I can only say that America is the most complex mask ever invented.
the face you see depends on who you are, where you’re from, who you know, how you look, how you got here.
and in 2016 all I can be sure of is the glistening furnace staring down the end of us, sweating with anticipation like so many cops stuck in their fearful fever dreams of violent heroism.
welcome to the land of Don Quixote.
loud sun. old pavement.
in the parking lot alone. smoking.
Amityville Horror at the cheap theater. I am broke.
I have no job. stuck in an endless summer night, time lost rural diner sunsets.
this dying mall. a theater and a skate park.
everything closed. quiet collapse.
2005. the first enclosed mall in the U.S., five decades of celebration and here we are.
Valley Fair. Appleton, WI.
I imagine the optimism. the hope of its birth.
a hope that defined the physical space of consumer culture for half a century.
silent sky-cut sweat and I remember California.
I remember Brea Mall. two floors. glass elevators. wide and open. high ceilings.
the greatest cathedral I know. a space of lanes and sublime and light.
all water and glistening tile.
at peace there. wandering the expanse.
pulled back by a bobbing weed. I shake the dream off. a warm wind.
I walk to the ruin.
2006. I am in Poland. Gdansk.
I stay with my girlfriend in her mother’s house.
cold and ethereal. dense space.
walk through downtown. clean air. soft light.
its pulse slow and heavy. buildings tall enough to shout, but never roar.
I float through its dreams of history. a sequence of wide cobble roads, small cafes.
night clubs hidden in the corners.
we exit its ancient gates.
we ride a trolley to a different part.
I watch two drunks argue.
we get off. walk a bit. down stairs.
a crowded underground mall. small tent shops and store fronts.
a gentle swirling blend of noise, clothes, food, echoes off the concrete.
no heat. the cold penetrates my touch of this place.
is this what Kowloon was like? a hard intimacy of transaction?
nothing to revel at or in here. only a rushed mass to be a part of.
to be nimble with. to become engaged to.
monotone low ceilings. bad lighting. coffee steam.
I float in murmuring tongues I cannot understand.
this is anti-American. there is instinct to this.
imperfect. improvised. humanist.
we are all beautiful insects. all eager.
all of us fragile.
all of us sharp.
we walk out.
we ride to the Baltic Sea.
I walk onto the shore. a suffocating grey hangs.
I listen to the water. I walk to the end of the very long pier.
no one is around. my breath is slow.
I watch the fog bend and float. I imagine the endlessness behind it.
this is one ligament of the world. cloaked and infinite.
my heart slams against my ribs.
I open in awe.
how is this real? how is this not a dream?
my body rejects it. I can’t breathe.
I turn back.
we break up that summer.
text messages in an empty hotel.
bombs off in the distance. I look up at the high ceiling.
I imagine all the glass breaking.
and I wonder how much of it my eyes can swallow.
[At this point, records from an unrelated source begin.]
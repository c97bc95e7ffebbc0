//! TradingView scanner client for per-symbol indicator snapshots
//! No API key needed for the public scanner endpoint.

mod client;
mod types;

pub use client::{parse_scan_response, IndicatorSource, ScannerClient, SCANNER_API_BASE};
pub use types::*;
six years later. I lay in the sun.
I smell the Mediterranean. I stare into the face of Buddha.
a giant stone monument in the middle of the pool.
the water weaves between crafted rock formations. hidden grottoes.
waterfalls. some modern Arab translation of nirvana.
a muscled lifeguard spends hours hitting on a girl.
black helicopters fly above the shore.
the pope is here. touring Lebanon for peace.
I am full of anxiety. I am uncertain.
I want to evaporate. to become the cold face of some false prophet.
to wilt content in the polluted water of an over-engineered pool.
I walk through it all. I stand in one of the alleys.
I look at the sky framed.
I am not impressed by its gleaming oblivion.
I am not lucky.
1999. choke diesel in the heart of Beirut.
a giant banner for The Matrix whips near the entry to Concorde Square.
stairs from the street down to an open air food court. concrete decayed.
behind it is the cinema. scuffed white floors. stained glass entrance.
I enjoy its shape.
a giant square depressed in the middle of the city as if a Reboot Game Cube tumbled down from the sky.
there are stores here. none important enough to remember.
I stare up at The Matrix. I don’t know.
this looks like the end.
the end of the 90s.
it’s all so serious now. engorged on grit.
the pretext for the post-9/11 world.
the end of joy. the end of secrecy.
the end of blue skies.
December 2014. I am on a plane.
Vegas. headphones on.
I look out the window. the sun piling up the night.
cool and dark and raw blood orange.
Macintosh Plus oozes into my ears.
it all makes too much sense. my spine shivers.
I press my head against the seat in front of me. look at the floor.
there’s something here. Vaporwave has resonance.
there was a decadent optimism to the 90s.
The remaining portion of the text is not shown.